> _Instructions to follow_
Retype, exactly as they appear below, the lines between the line holding "submission rejected by" and the line holding "attempt. Called exactly", both ends included.

> _Given records_
//! Server startup and graceful shutdown

use anyhow::Result;
use axum::Router;
use printdock_core::Config;

/// Start the server with graceful shutdown
pub async fn start_server(config: &Config, app: Router) -> Result<()> {
    let addr = format!("0.0.0.0:{}", config.server_port);
    tracing::info!(addr = %addr, "Starting server");

    let listener = tokio::net::TcpListener::bind(&addr).await?;

    tracing::info!(
        max_upload_mb = config.max_upload_size_bytes / 1024 / 1024,
        upload_dir = %config.upload_dir,
        printing_enabled = config.printing_enabled,
        "Server ready and accepting connections"
    );

    axum::serve(listener, app)
        .with_graceful_shutdown(shutdown_signal())
        .await?;

    Ok(())
}

/// Signal handler for graceful shutdown
///
/// Listens for Ctrl+C (SIGINT) and SIGTERM signals to initiate graceful shutdown.
///
/// # Panics
/// - Panics if Ctrl+C signal handler cannot be installed (unrecoverable system error)
/// - On Unix systems, panics if SIGTERM signal handler cannot be installed (unrecoverable system error)
async fn shutdown_signal() {
    let ctrl_c = async {
        tokio::signal::ctrl_c()
            .await
            .expect("Failed to install Ctrl+C handler");
    };

    #[cfg(unix)]
    let terminate = async {
        tokio::signal::unix::signal(tokio::signal::unix::SignalKind::terminate())
            .expect("Failed to install signal handler")
            .recv()
            .await;
    };

    #[cfg(not(unix))]
    let terminate = std::future::pending::<()>();

    tokio::select! {
        _ = ctrl_c => {
            tracing::info!("Received Ctrl+C signal");
        },
        _ = terminate => {
            tracing::info!("Received terminate signal");
        },
    }

    tracing::info!("Shutting down gracefully...");
}
//! Database setup and initialization

use anyhow::{Context, Result};
use printdock_core::Config;
use sqlx::postgres::PgPoolOptions;
use sqlx::PgPool;
use std::path::Path;
use std::time::Duration;

/// Setup database connection pool and run migrations
pub async fn setup_database(config: &Config) -> Result<PgPool> {
    tracing::info!("Connecting to database...");
    let pool = PgPoolOptions::new()
        .max_connections(config.db_max_connections)
        .acquire_timeout(Duration::from_secs(config.db_timeout_seconds))
        .idle_timeout(Duration::from_secs(600))
        .connect(&config.database_url)
        .await
        .context("Failed to connect to database")?;

    tracing::info!(
        max_connections = config.db_max_connections,
        "Database connected successfully"
    );

    // Run pending migrations on startup (workspace migrations/ from crate root)
    let migrations_dir = Path::new(env!("CARGO_MANIFEST_DIR")).join("../../migrations");
    let migrator = sqlx::migrate::Migrator::new(migrations_dir)
        .await
        .context("Failed to load migrations")?;
    migrator
        .run(&pool)
        .await
        .context("Failed to run database migrations")?;
    tracing::info!("Database migrations applied");

    Ok(pool)
}
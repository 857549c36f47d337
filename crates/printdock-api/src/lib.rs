//! Printdock API
//!
//! HTTP surface of the service: axum handlers for document upload, history,
//! download, deletion and print submission, plus printer listing/status and
//! registration/login. Wiring (database pool, storage, printer gateway,
//! routes, server) lives under `setup`.

pub mod api_doc;
pub mod auth;
pub mod error;
pub mod handlers;
pub mod setup;
pub mod state;
pub mod telemetry;
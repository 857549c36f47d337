use crate::auth::CurrentUser;
use crate::error::{ErrorResponse, HttpAppError};
use crate::state::AppState;
use axum::{extract::State, Json};
use printdock_core::models::DocumentHistoryEntry;
use printdock_db::DocumentStore;
use std::sync::Arc;

#[utoipa::path(
    get,
    path = "/documents/history",
    tag = "documents",
    responses(
        (status = 200, description = "Caller's documents, newest first", body = [DocumentHistoryEntry]),
        (status = 401, description = "Not authenticated", body = ErrorResponse)
    )
)]
pub async fn document_history(
    State(state): State<Arc<AppState>>,
    current_user: CurrentUser,
) -> Result<Json<Vec<DocumentHistoryEntry>>, HttpAppError> {
    let history = state.documents.list_history(current_user.0.id).await?;
    Ok(Json(history))
}
use crate::state::AppState;
use axum::{extract::State, Json};
use printdock_core::models::{PrinterDevice, PrinterStatusResponse, SubsystemStatus};
use printdock_printer::PrinterGateway;
use std::sync::Arc;

#[utoipa::path(
    get,
    path = "/printers/",
    tag = "printers",
    responses(
        (status = 200, description = "Registered printers (empty when disconnected)", body = [PrinterDevice])
    )
)]
pub async fn list_printers(State(state): State<Arc<AppState>>) -> Json<Vec<PrinterDevice>> {
    Json(state.printer.list_devices().await)
}

#[utoipa::path(
    get,
    path = "/printers/status",
    tag = "printers",
    responses(
        (status = 200, description = "Printing subsystem connectivity", body = PrinterStatusResponse)
    )
)]
pub async fn printer_status(State(state): State<Arc<AppState>>) -> Json<PrinterStatusResponse> {
    if state.printer.connect().await {
        let printers_available = state.printer.list_devices().await.len();
        Json(PrinterStatusResponse {
            status: SubsystemStatus::Connected,
            printers_available,
        })
    } else {
        Json(PrinterStatusResponse {
            status: SubsystemStatus::Disconnected,
            printers_available: 0,
        })
    }
}
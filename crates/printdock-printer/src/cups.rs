//! CUPS gateway backed by the command-line tools.
//!
//! Each operation spawns a fresh `lpstat` / `lpoptions` / `lp` process, so
//! there is no connection handle shared between calls and nothing to
//! reconnect. The tool paths and an optional remote CUPS host come from
//! configuration.

use crate::gateway::PrinterGateway;
use crate::options::{option_value, parse_options};
use async_trait::async_trait;
use printdock_core::models::{PrinterDevice, PrinterState};
use std::path::Path;
use std::process::Output;
use tokio::process::Command;

#[derive(Clone)]
pub struct CupsGateway {
    lpstat: String,
    lpoptions: String,
    lp: String,
    host: Option<String>,
}

impl CupsGateway {
    pub fn new(
        lpstat: impl Into<String>,
        lpoptions: impl Into<String>,
        lp: impl Into<String>,
        host: Option<String>,
    ) -> Self {
        Self {
            lpstat: lpstat.into(),
            lpoptions: lpoptions.into(),
            lp: lp.into(),
            host,
        }
    }

    fn command(&self, program: &str) -> Command {
        let mut cmd = Command::new(program);
        if let Some(host) = &self.host {
            cmd.arg("-h").arg(host);
        }
        cmd
    }

    /// Run a command, converting spawn failures into `None` with a log line.
    async fn run(&self, mut cmd: Command, what: &str) -> Option<Output> {
        match cmd.output().await {
            Ok(output) => Some(output),
            Err(e) => {
                tracing::debug!(operation = what, error = %e, "CUPS command failed to run");
                None
            }
        }
    }

    /// Fetch info, location, and state for one printer via `lpoptions -p`.
    async fn device_details(&self, name: &str) -> PrinterDevice {
        let mut cmd = self.command(&self.lpoptions);
        cmd.arg("-p").arg(name);

        let mut device = PrinterDevice {
            name: name.to_string(),
            info: String::new(),
            location: String::new(),
            state: PrinterState::Unknown,
        };

        let Some(output) = self.run(cmd, "lpoptions").await else {
            return device;
        };
        if !output.status.success() {
            tracing::debug!(printer = %name, "lpoptions reported failure");
            return device;
        }

        let stdout = String::from_utf8_lossy(&output.stdout);
        let pairs = parse_options(&stdout);

        if let Some(info) = option_value(&pairs, "printer-info") {
            device.info = info.to_string();
        }
        if let Some(location) = option_value(&pairs, "printer-location") {
            device.location = location.to_string();
        }
        if let Some(code) = option_value(&pairs, "printer-state").and_then(|v| v.parse().ok()) {
            device.state = PrinterState::from_ipp_code(code);
        }

        device
    }
}

#[async_trait]
impl PrinterGateway for CupsGateway {
    async fn connect(&self) -> bool {
        let mut cmd = self.command(&self.lpstat);
        cmd.arg("-r");

        let Some(output) = self.run(cmd, "lpstat -r").await else {
            return false;
        };

        // `lpstat -r` prints "scheduler is running" / "scheduler is not running"
        let stdout = String::from_utf8_lossy(&output.stdout);
        output.status.success() && stdout.contains("is running") && !stdout.contains("not running")
    }

    async fn list_devices(&self) -> Vec<PrinterDevice> {
        let mut cmd = self.command(&self.lpstat);
        cmd.arg("-e");

        let Some(output) = self.run(cmd, "lpstat -e").await else {
            return Vec::new();
        };
        if !output.status.success() {
            tracing::debug!("lpstat -e reported failure; treating as no devices");
            return Vec::new();
        }

        let stdout = String::from_utf8_lossy(&output.stdout);
        let names: Vec<String> = stdout
            .lines()
            .map(str::trim)
            .filter(|l| !l.is_empty())
            .map(String::from)
            .collect();

        let mut devices = Vec::with_capacity(names.len());
        for name in names {
            devices.push(self.device_details(&name).await);
        }

        devices
    }

    async fn submit(&self, name: &str, file_path: &Path, title: &str) -> bool {
        let mut cmd = self.command(&self.lp);
        cmd.arg("-d").arg(name).arg("-t").arg(title).arg(file_path);

        let Some(output) = self.run(cmd, "lp").await else {
            return false;
        };

        if output.status.success() {
            tracing::info!(printer = %name, file = %file_path.display(), "Print job accepted by spooler");
            true
        } else {
            let stderr = String::from_utf8_lossy(&output.stderr);
            tracing::warn!(
                printer = %name,
                file = %file_path.display(),
                stderr = %stderr.trim(),
                "Print submission rejected by spooler"
            );
            false
        }
    }
}
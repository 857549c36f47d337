use async_trait::async_trait;
use chrono::{DateTime, Utc};
use printdock_core::{
    models::{PrintJob, PrintStatus},
    AppError,
};
use sqlx::{PgPool, Postgres};
use uuid::Uuid;

/// Print job persistence, behind a trait so the HTTP layer can be tested
/// against an in-memory double.
#[async_trait]
pub trait PrintJobStore: Send + Sync {
    /// Create a job in the `pending` state. The caller records the outcome
    /// with `record_result` within the same request.
    async fn create_job(&self, document_id: Uuid, printer_name: &str)
        -> Result<PrintJob, AppError>;

    /// Record the outcome of the synchronous print attempt. Called exactly
    /// once per job; `printed_at` is set only on success.
    async fn record_result(
        &self,
        id: Uuid,
        status: PrintStatus,
        printed_at: Option<DateTime<Utc>>,
    ) -> Result<PrintJob, AppError>;
}

/// Repository for print jobs
#[derive(Clone)]
pub struct PrintJobRepository {
    pool: PgPool,
}

impl PrintJobRepository {
    pub fn new(pool: PgPool) -> Self {
        Self { pool }
    }
}

#[async_trait]
impl PrintJobStore for PrintJobRepository {
    #[tracing::instrument(skip(self), fields(db.table = "print_jobs", db.operation = "insert"))]
    async fn create_job(
        &self,
        document_id: Uuid,
        printer_name: &str,
    ) -> Result<PrintJob, AppError> {
        let job = sqlx::query_as::<Postgres, PrintJob>(
            r#"
            INSERT INTO print_jobs (document_id, printer_name)
            VALUES ($1, $2)
            RETURNING id, document_id, printer_name, status, printed_at, created_at
            "#,
        )
        .bind(document_id)
        .bind(printer_name)
        .fetch_one(&self.pool)
        .await?;

        Ok(job)
    }

    #[tracing::instrument(skip(self), fields(db.table = "print_jobs", db.operation = "update", db.record_id = %id))]
    async fn record_result(
        &self,
        id: Uuid,
        status: PrintStatus,
        printed_at: Option<DateTime<Utc>>,
    ) -> Result<PrintJob, AppError> {
        let job = sqlx::query_as::<Postgres, PrintJob>(
            r#"
            UPDATE print_jobs
            SET status = $2, printed_at = $3
            WHERE id = $1
            RETURNING id, document_id, printer_name, status, printed_at, created_at
            "#,
        )
        .bind(id)
        .bind(status)
        .bind(printed_at)
        .fetch_one(&self.pool)
        .await?;

        Ok(job)
    }
}
//! Printdock Core Library
//!
//! This crate provides the domain models, error types, and configuration shared
//! across all printdock components.

pub mod config;
pub mod error;
pub mod models;

// Re-export commonly used types
pub use config::Config;
pub use error::{AppError, ErrorMetadata, LogLevel};
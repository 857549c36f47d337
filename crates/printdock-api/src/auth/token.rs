//! JWT issuing and verification (HS256).

use chrono::{Duration, Utc};
use jsonwebtoken::{decode, encode, DecodingKey, EncodingKey, Header, Validation};
use printdock_core::AppError;
use serde::{Deserialize, Serialize};
use uuid::Uuid;

#[derive(Debug, Serialize, Deserialize)]
pub struct Claims {
    /// User id
    pub sub: String,
    /// Expiry as a unix timestamp
    pub exp: i64,
}

pub fn issue_token(secret: &str, user_id: Uuid, expiry_hours: i64) -> Result<String, AppError> {
    let claims = Claims {
        sub: user_id.to_string(),
        exp: (Utc::now() + Duration::hours(expiry_hours)).timestamp(),
    };

    encode(
        &Header::default(),
        &claims,
        &EncodingKey::from_secret(secret.as_bytes()),
    )
    .map_err(|e| AppError::Internal(format!("Failed to issue token: {}", e)))
}

/// Verify a bearer token and return the user id it names. Any defect
/// (signature, expiry, malformed subject) is an `Unauthorized` error that does
/// not say which check failed.
pub fn verify_token(secret: &str, token: &str) -> Result<Uuid, AppError> {
    let data = decode::<Claims>(
        token,
        &DecodingKey::from_secret(secret.as_bytes()),
        &Validation::default(),
    )
    .map_err(|_| AppError::Unauthorized("Invalid or expired token".to_string()))?;

    Uuid::parse_str(&data.claims.sub)
        .map_err(|_| AppError::Unauthorized("Invalid or expired token".to_string()))
}

#[cfg(test)]
mod tests {
    use super::*;

    #[test]
    fn test_token_round_trip() {
        let user_id = Uuid::new_v4();
        let token = issue_token("secret", user_id, 1).unwrap();
        assert_eq!(verify_token("secret", &token).unwrap(), user_id);
    }

    #[test]
    fn test_wrong_secret_rejected() {
        let token = issue_token("secret", Uuid::new_v4(), 1).unwrap();
        assert!(verify_token("other-secret", &token).is_err());
    }

    #[test]
    fn test_expired_token_rejected() {
        // Well past the default validation leeway
        let token = issue_token("secret", Uuid::new_v4(), -2).unwrap();
        assert!(verify_token("secret", &token).is_err());
    }

    #[test]
    fn test_garbage_token_rejected() {
        assert!(verify_token("secret", "not-a-jwt").is_err());
    }
}
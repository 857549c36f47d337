//! Parser for `lpoptions -p <printer>` output.
//!
//! The output is a single line of space-separated `key=value` pairs where a
//! value containing spaces is single-quoted, e.g.:
//!
//! ```text
//! copies=1 printer-info='HP LaserJet 4000' printer-location='Office 2' printer-state=3
//! ```

/// Parse `key=value` pairs, honoring single-quoted values.
pub fn parse_options(input: &str) -> Vec<(String, String)> {
    let chars: Vec<char> = input.trim().chars().collect();
    let mut pairs = Vec::new();
    let mut i = 0;

    while i < chars.len() {
        while i < chars.len() && chars[i].is_whitespace() {
            i += 1;
        }
        if i >= chars.len() {
            break;
        }

        let key_start = i;
        while i < chars.len() && chars[i] != '=' && !chars[i].is_whitespace() {
            i += 1;
        }
        let key: String = chars[key_start..i].iter().collect();

        let mut value = String::new();
        if i < chars.len() && chars[i] == '=' {
            i += 1;
            if i < chars.len() && chars[i] == '\'' {
                i += 1;
                while i < chars.len() && chars[i] != '\'' {
                    value.push(chars[i]);
                    i += 1;
                }
                // closing quote
                if i < chars.len() {
                    i += 1;
                }
            } else {
                while i < chars.len() && !chars[i].is_whitespace() {
                    value.push(chars[i]);
                    i += 1;
                }
            }
        }

        if !key.is_empty() {
            pairs.push((key, value));
        }
    }

    pairs
}

/// Look up a key in parsed option pairs.
pub fn option_value<'a>(pairs: &'a [(String, String)], key: &str) -> Option<&'a str> {
    pairs
        .iter()
        .find(|(k, _)| k == key)
        .map(|(_, v)| v.as_str())
}

#[cfg(test)]
mod tests {
    use super::*;

    const SAMPLE: &str = "copies=1 device-uri=socket://192.168.1.50:9100 finishings=3 \
                          printer-info='HP LaserJet 4000' printer-location='Office 2' \
                          printer-is-accepting-jobs=true printer-state=3 \
                          printer-state-reasons=none";

    #[test]
    fn test_parse_plain_values() {
        let pairs = parse_options(SAMPLE);
        assert_eq!(option_value(&pairs, "copies"), Some("1"));
        assert_eq!(option_value(&pairs, "printer-state"), Some("3"));
        assert_eq!(
            option_value(&pairs, "device-uri"),
            Some("socket://192.168.1.50:9100")
        );
    }

    #[test]
    fn test_parse_quoted_values() {
        let pairs = parse_options(SAMPLE);
        assert_eq!(
            option_value(&pairs, "printer-info"),
            Some("HP LaserJet 4000")
        );
        assert_eq!(option_value(&pairs, "printer-location"), Some("Office 2"));
    }

    #[test]
    fn test_missing_key() {
        let pairs = parse_options(SAMPLE);
        assert_eq!(option_value(&pairs, "printer-type"), None);
    }

    #[test]
    fn test_empty_and_whitespace_input() {
        assert!(parse_options("").is_empty());
        assert!(parse_options("   \n").is_empty());
    }

    #[test]
    fn test_unterminated_quote_consumes_rest() {
        let pairs = parse_options("printer-info='HP LaserJet printer-state=3");
        assert_eq!(
            option_value(&pairs, "printer-info"),
            Some("HP LaserJet printer-state=3")
        );
    }

    #[test]
    fn test_bare_key_without_value() {
        let pairs = parse_options("auth-info-required printer-state=5");
        assert_eq!(option_value(&pairs, "auth-info-required"), Some(""));
        assert_eq!(option_value(&pairs, "printer-state"), Some("5"));
    }
}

> _Answer area_
                "Print submission rejected by spooler"
            );
            false
        }
    }
}
repository 857549c36f47d337
use async_trait::async_trait;
use chrono::{DateTime, Utc};
use printdock_core::{
    models::{PrintJob, PrintStatus},
    AppError,
};
use sqlx::{PgPool, Postgres};
use uuid::Uuid;

/// Print job persistence, behind a trait so the HTTP layer can be tested
/// against an in-memory double.
#[async_trait]
pub trait PrintJobStore: Send + Sync {
    /// Create a job in the `pending` state. The caller records the outcome
    /// with `record_result` within the same request.
    async fn create_job(&self, document_id: Uuid, printer_name: &str)
        -> Result<PrintJob, AppError>;

    /// Record the outcome of the synchronous print attempt. Called exactly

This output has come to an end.